//! Contracts this crate requires from its neighbours: block I/O, the storage tree, and the
//! journal/transaction manager. None of the three is implemented here — they are VFS- and
//! kernel-adjacent plumbing that lives outside this crate — but the shapes below are exactly
//! what the core drives, and [`crate::testing`] provides fakes that satisfy them for tests.
//!
//! Block I/O is specified as a synchronous trait rather than mirroring the async, future-boxing
//! HAL traits this codebase uses for real hardware: page-cache integration and block-device I/O
//! are explicitly out of scope here, and an embedder wiring this engine
//! to a real async device is expected to drive the call to completion behind the boundary this
//! trait draws, the same way the tree and journal contracts below stay free of any particular
//! concurrency model.

use crate::error::Result;

/// Raw block access to a single brick's backing device.
pub trait BrickIo: Send + Sync {
    fn block_size(&self) -> u32;
    fn block_count(&self) -> u64;

    fn read_block(&self, block: u64, buf: &mut [u8]) -> Result<()>;
    fn write_block(&self, block: u64, buf: &[u8]) -> Result<()>;

    /// Reserve `count` not-yet-allocated blocks against this brick's free-space accounting.
    /// Returns the reserved block numbers. Mirrors the transaction manager's "grab space" step.
    fn reserve_blocks(&self, count: u64) -> Result<alloc::vec::Vec<u64>>;

    /// Release previously reserved or allocated blocks back to the free pool.
    fn free_blocks(&self, blocks: &[u64]) -> Result<()>;
}

/// An item key as understood by the storage tree: `(oid, item-type, offset, ordering)`.
///
/// `offset` sits ahead of `ordering` in both the field order and the derived `Ord` so that a
/// file's items sort primarily by byte offset, the same way a real reiser4 key packs the brick
/// ordering into bits that only break ties between items that would otherwise land at the same
/// offset. That is what makes both directions of the search work with a single field order:
/// a precise lookup for a known `(offset, ordering)` pair is an exact match, and an imprecise
/// one (offset known, ordering not) sets `ordering = ORDERING_MAX` and asks for the greatest
/// key not exceeding it, which lands on whichever single item actually owns that offset. It is
/// also what lets [`Tree::cut_range_from`] cut a file's tail with one contiguous range instead
/// of one range per brick.
#[derive(Debug, Clone, Copy, PartialEq, Eq, PartialOrd, Ord, Hash)]
pub struct ItemKey {
    pub oid: u64,
    pub item_type: u8,
    pub offset: u64,
    pub ordering: u16,
}

pub const BODY_MINOR: u8 = 1;
pub const STAT_DATA_MINOR: u8 = 0;
pub const ORDERING_MAX: u16 = u16::MAX;

impl ItemKey {
    pub fn body(oid: u64, ordering: u16, offset: u64) -> Self {
        Self {
            oid,
            item_type: BODY_MINOR,
            offset,
            ordering,
        }
    }

    /// An "imprecise" search key: ordering unknown, so the tree must be asked to find the
    /// item whose key is the greatest one not exceeding this one.
    pub fn body_search(oid: u64, offset: u64) -> Self {
        Self::body(oid, ORDERING_MAX, offset)
    }

    pub fn stat_data(oid: u64) -> Self {
        Self {
            oid,
            item_type: STAT_DATA_MINOR,
            offset: 0,
            ordering: ORDERING_MAX,
        }
    }
}

/// Search bias, mirroring the tree primitives' `FIND_EXACT` / `FIND_MAX_NOT_MORE_THAN`.
#[derive(Debug, Clone, Copy, PartialEq, Eq)]
pub enum FindBias {
    Exact,
    MaxNotMoreThan,
}

/// One physical extent unit: `width` contiguous blocks starting at `start`, or the sentinel
/// unallocated marker awaiting a real address from the journal at flush time.
#[derive(Debug, Clone, Copy, PartialEq, Eq)]
pub enum ExtentUnit {
    Allocated { start: u64, width: u64 },
    Unallocated { width: u64 },
}

pub const UNALLOCATED_EXTENT_START: u64 = u64::MAX - 1;

impl ExtentUnit {
    pub fn width(&self) -> u64 {
        match self {
            ExtentUnit::Allocated { width, .. } => *width,
            ExtentUnit::Unallocated { width } => *width,
        }
    }
}

/// A body item as stored in the tree: a key plus a dense run of extent units, all living on
/// the brick named by `key.ordering`.
#[derive(Debug, Clone, PartialEq, Eq)]
pub struct ExtentItem {
    pub key: ItemKey,
    pub units: alloc::vec::Vec<ExtentUnit>,
}

impl ExtentItem {
    /// Length in bytes spanned by this item, given the stripe/block size.
    pub fn byte_len(&self, block_size: u64) -> u64 {
        self.units.iter().map(|u| u.width()).sum::<u64>() * block_size
    }

    pub fn key_range(&self, block_size: u64) -> (u64, u64) {
        (self.key.offset, self.key.offset + self.byte_len(block_size))
    }
}

/// A tree coordinate: enough to resume a search or walk without repeating it from the root.
#[derive(Debug, Clone, Copy, PartialEq, Eq)]
pub struct Coord {
    pub node_id: u64,
    pub item_pos: u32,
    pub unit_pos: u32,
}

/// The storage tree, as the core needs it. A real implementation backs this with a balanced
/// on-disk tree and longterm node locks (see the lock-ordering discipline in `EngineContext`'s
/// documentation); [`crate::testing::FakeTree`] backs it with an in-memory ordered map.
pub trait Tree: Send + Sync {
    fn coord_by_key(&self, key: ItemKey, bias: FindBias) -> Option<(Coord, ExtentItem)>;

    fn insert_item(&self, item: ExtentItem) -> Result<Coord>;
    fn replace_item(&self, coord: Coord, item: ExtentItem) -> Result<()>;
    fn cut_item(&self, coord: Coord) -> Result<()>;

    /// Cut every item of `from.oid`/`from.item_type` whose offset is `>= from.offset`,
    /// regardless of which brick (`ordering`) it lives on — `from.ordering` is ignored on
    /// input. Returns the smallest key actually removed, if any, so callers (truncate) can
    /// tell whether the item straddling the new size needs a tail rewrite instead of a cut.
    fn cut_range_from(&self, from: ItemKey) -> Result<Option<ItemKey>>;

    fn right_neighbor(&self, coord: Coord) -> Option<(Coord, ExtentItem)>;
    fn left_neighbor(&self, coord: Coord) -> Option<(Coord, ExtentItem)>;

    /// Validate that `coord` still names the item it named when the seal was taken.
    fn seal_holds(&self, coord: Coord, key: ItemKey) -> bool;

    /// Iterate all body items in key order, starting at or after `from`. Used by rebalance.
    fn iter_body_items_from(&self, from: ItemKey) -> alloc::vec::Vec<(Coord, ExtentItem)>;
}

/// The journal/transaction manager, as the core needs it.
pub trait Journal: Send + Sync {
    /// Capture a dirty jnode (identified by brick + block) into the current atom.
    fn capture(&self, brick: u16, block: u64) -> Result<()>;
    fn force_commit_all(&self) -> Result<()>;
    /// True if the current atom was aborted and callers must surface an I/O error.
    fn is_aborted(&self) -> bool;
}
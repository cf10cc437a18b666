//! C4: volume-info persistence. Loads, creates, and retires the linked list of volmap blocks
//! (each referencing a page of voltab entries) that holds the distribution table on disk.

use alloc::vec::Vec;

use dvida_serialize::{DvDeSer, DvDeserialize, DvSerialize, Endianness};

use crate::brick::Brick;
use crate::crc32::crc32;
use crate::distribution::{DistributionPlugin, DistributionTable};
use crate::error::{Error, Result};

pub const VOLMAP_MAGIC: [u8; 8] = *b"R4VoLMaP";
const VOLMAP_HEADER_LEN: usize = 4 + 8 + 8; // checksum + magic + next_volmap_block
const VOLTAB_ENTRY_LEN: usize = 8 + 4; // voltab_block_addr + checksum

#[derive(DvDeSer, Debug, Clone, Copy)]
struct VolmapHeader {
    checksum: u32,
    magic: [u8; 8],
    next_volmap_block: u64,
}

#[derive(DvDeSer, Debug, Clone, Copy)]
struct VoltabEntry {
    voltab_block_addr: u64,
    checksum: u32,
}

fn entries_per_volmap(block_size: u32) -> usize {
    (block_size as usize).saturating_sub(VOLMAP_HEADER_LEN) / VOLTAB_ENTRY_LEN
}

/// A chain of volmap blocks allocated but not yet swapped in as the brick's `CUR` chain.
pub struct NewChain {
    pub head: u64,
    pub volmap_blocks: Vec<u64>,
    pub voltab_blocks: Vec<u64>,
}

/// Loads the distribution table reachable from `meta.volmap_loc[slot]`. A head of 0 means the
/// volume has never had more than one brick: returns an empty table.
pub fn load(meta: &Brick, slot: usize, plugin: &dyn DistributionPlugin, seg_bits: u8) -> Result<DistributionTable> {
    let head = meta.volmap_loc[slot];
    if head == 0 {
        return Ok(DistributionTable {
            seg_bits,
            segments: Vec::new(),
        });
    }

    let block_size = meta.io.block_size();
    // The reference plugin packs one little-endian `u16` brick id per segment (see
    // `ConsistentHashRing::pack`), so a voltab block holds `block_size / 2` segments.
    let segments_per_voltab = (block_size as usize) / 2;
    let mut segments = Vec::new();
    let mut next = head;

    while next != 0 {
        let mut buf = alloc::vec![0u8; block_size as usize];
        meta.io.read_block(next, &mut buf)?;

        let (header, _) = VolmapHeader::deserialize(Endianness::Little, &buf)?;
        if header.magic != VOLMAP_MAGIC {
            log::error!("volmap block {next} on brick {} has a bad magic", meta.id);
            return Err(Error::Corrupt("bad volmap magic"));
        }
        let expected = crc32(&buf[4..]);
        if expected != header.checksum {
            log::error!("volmap block {next} on brick {} failed its checksum", meta.id);
            return Err(Error::Corrupt("volmap checksum mismatch"));
        }

        let entries = entries_per_volmap(block_size);
        let mut offset = VOLMAP_HEADER_LEN;
        for _ in 0..entries {
            if offset + VOLTAB_ENTRY_LEN > buf.len() {
                break;
            }
            let (entry, _) = VoltabEntry::deserialize(Endianness::Little, &buf[offset..])?;
            offset += VOLTAB_ENTRY_LEN;
            if entry.voltab_block_addr == 0 {
                continue;
            }
            let mut voltab_buf = alloc::vec![0u8; block_size as usize];
            meta.io.read_block(entry.voltab_block_addr, &mut voltab_buf)?;
            if crc32(&voltab_buf) != entry.checksum {
                log::error!("voltab block {} on brick {} failed its checksum", entry.voltab_block_addr, meta.id);
                return Err(Error::Corrupt("voltab checksum mismatch"));
            }
            segments.extend(plugin.unpack(&voltab_buf, segments.len(), segments_per_voltab));
        }

        next = header.next_volmap_block;
    }

    Ok(DistributionTable { seg_bits, segments })
}

/// Allocates, formats, and writes a new volmap/voltab chain for `table`. Does not touch the
/// brick's `CUR` slot; the caller commits the new chain head via [`Brick::volmap_loc`] and,
/// once the owning transaction commits, calls [`swap`].
pub fn create(meta: &Brick, table: &DistributionTable, plugin: &dyn DistributionPlugin) -> Result<NewChain> {
    let block_size = meta.io.block_size();
    let segments_per_voltab = (block_size as usize) / 2; // reference plugin packs 2 bytes/segment
    let entries = entries_per_volmap(block_size);

    let mut volmap_blocks = Vec::new();
    let mut voltab_blocks = Vec::new();

    let nr_voltabs = table.segments.len().div_ceil(segments_per_voltab).max(1);
    let nr_volmaps = nr_voltabs.div_ceil(entries).max(1);

    let total_needed = nr_voltabs + nr_volmaps;
    let reserved = match meta.io.reserve_blocks(total_needed as u64) {
        Ok(r) => r,
        Err(e) => return Err(e),
    };
    if reserved.len() < total_needed {
        return Err(Error::NoSpace(meta.id));
    }

    let (volmap_reserved, voltab_reserved) = reserved.split_at(nr_volmaps);
    voltab_blocks.extend_from_slice(voltab_reserved);
    volmap_blocks.extend_from_slice(volmap_reserved);

    // Write voltab blocks, remembering each one's checksum for the volmap entries below.
    let mut voltab_checksums = Vec::with_capacity(voltab_blocks.len());
    for (i, &voltab_block) in voltab_blocks.iter().enumerate() {
        let first_segment = i * segments_per_voltab;
        let seg_end = (first_segment + segments_per_voltab).min(table.segments.len());
        let mut buf = alloc::vec![0u8; block_size as usize];
        plugin.pack(table, &mut buf, first_segment, seg_end - first_segment);
        voltab_checksums.push(crc32(&buf));
        if let Err(e) = meta.io.write_block(voltab_block, &buf) {
            rollback(meta, &volmap_blocks, &voltab_blocks);
            return Err(e);
        }
    }

    // Write volmap blocks, each chaining to the next and listing its slice of voltab entries.
    for (vm_idx, &volmap_block) in volmap_blocks.iter().enumerate() {
        let next_volmap = volmap_blocks.get(vm_idx + 1).copied().unwrap_or(0);
        let mut buf = alloc::vec![0u8; block_size as usize];

        let mut offset = VOLMAP_HEADER_LEN;
        for e in 0..entries {
            let voltab_idx = vm_idx * entries + e;
            let Some(&voltab_block) = voltab_blocks.get(voltab_idx) else {
                break;
            };
            let entry = VoltabEntry {
                voltab_block_addr: voltab_block,
                checksum: voltab_checksums[voltab_idx],
            };
            let written = entry.serialize(Endianness::Little, &mut buf[offset..])?;
            offset += written;
        }

        let header = VolmapHeader {
            checksum: 0,
            magic: VOLMAP_MAGIC,
            next_volmap_block: next_volmap,
        };
        header.serialize(Endianness::Little, &mut buf[..VOLMAP_HEADER_LEN])?;
        let checksum = crc32(&buf[4..]);
        buf[0..4].copy_from_slice(&checksum.to_le_bytes());

        if let Err(e) = meta.io.write_block(volmap_block, &buf) {
            rollback(meta, &volmap_blocks, &voltab_blocks);
            return Err(e);
        }
    }

    log::debug!(
        "wrote new volmap chain head={} on brick {} ({} voltab blocks)",
        volmap_blocks.first().copied().unwrap_or(0),
        meta.id,
        voltab_blocks.len()
    );

    Ok(NewChain {
        head: volmap_blocks.first().copied().unwrap_or(0),
        volmap_blocks,
        voltab_blocks,
    })
}

fn rollback(meta: &Brick, volmap_blocks: &[u64], voltab_blocks: &[u64]) {
    log::warn!("rolling back partially written volmap chain on brick {}", meta.id);
    let mut all = Vec::with_capacity(volmap_blocks.len() + voltab_blocks.len());
    all.extend_from_slice(volmap_blocks);
    all.extend_from_slice(voltab_blocks);
    let _ = meta.io.free_blocks(&all);
}

/// Frees every block reachable from a chain head, walking volmap blocks and their referenced
/// voltab blocks. Used to retire the old `CUR` chain after a successful swap.
pub fn release(meta: &Brick, head: u64) -> Result<()> {
    let block_size = meta.io.block_size();
    let entries = entries_per_volmap(block_size);
    let mut next = head;
    let mut to_free = Vec::new();

    while next != 0 {
        let mut buf = alloc::vec![0u8; block_size as usize];
        meta.io.read_block(next, &mut buf)?;
        let (header, _) = VolmapHeader::deserialize(Endianness::Little, &buf)?;

        let mut offset = VOLMAP_HEADER_LEN;
        for _ in 0..entries {
            if offset + VOLTAB_ENTRY_LEN > buf.len() {
                break;
            }
            let (entry, _) = VoltabEntry::deserialize(Endianness::Little, &buf[offset..])?;
            offset += VOLTAB_ENTRY_LEN;
            if entry.voltab_block_addr != 0 {
                to_free.push(entry.voltab_block_addr);
            }
        }

        to_free.push(next);
        next = header.next_volmap_block;
    }

    meta.io.free_blocks(&to_free)
}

*DIRECTIONS*.
Find the lines above that contain the string "ItemKey" and answer with how many there are, nothing else.

*SOLUTION TO THIS EXERCISE*.
7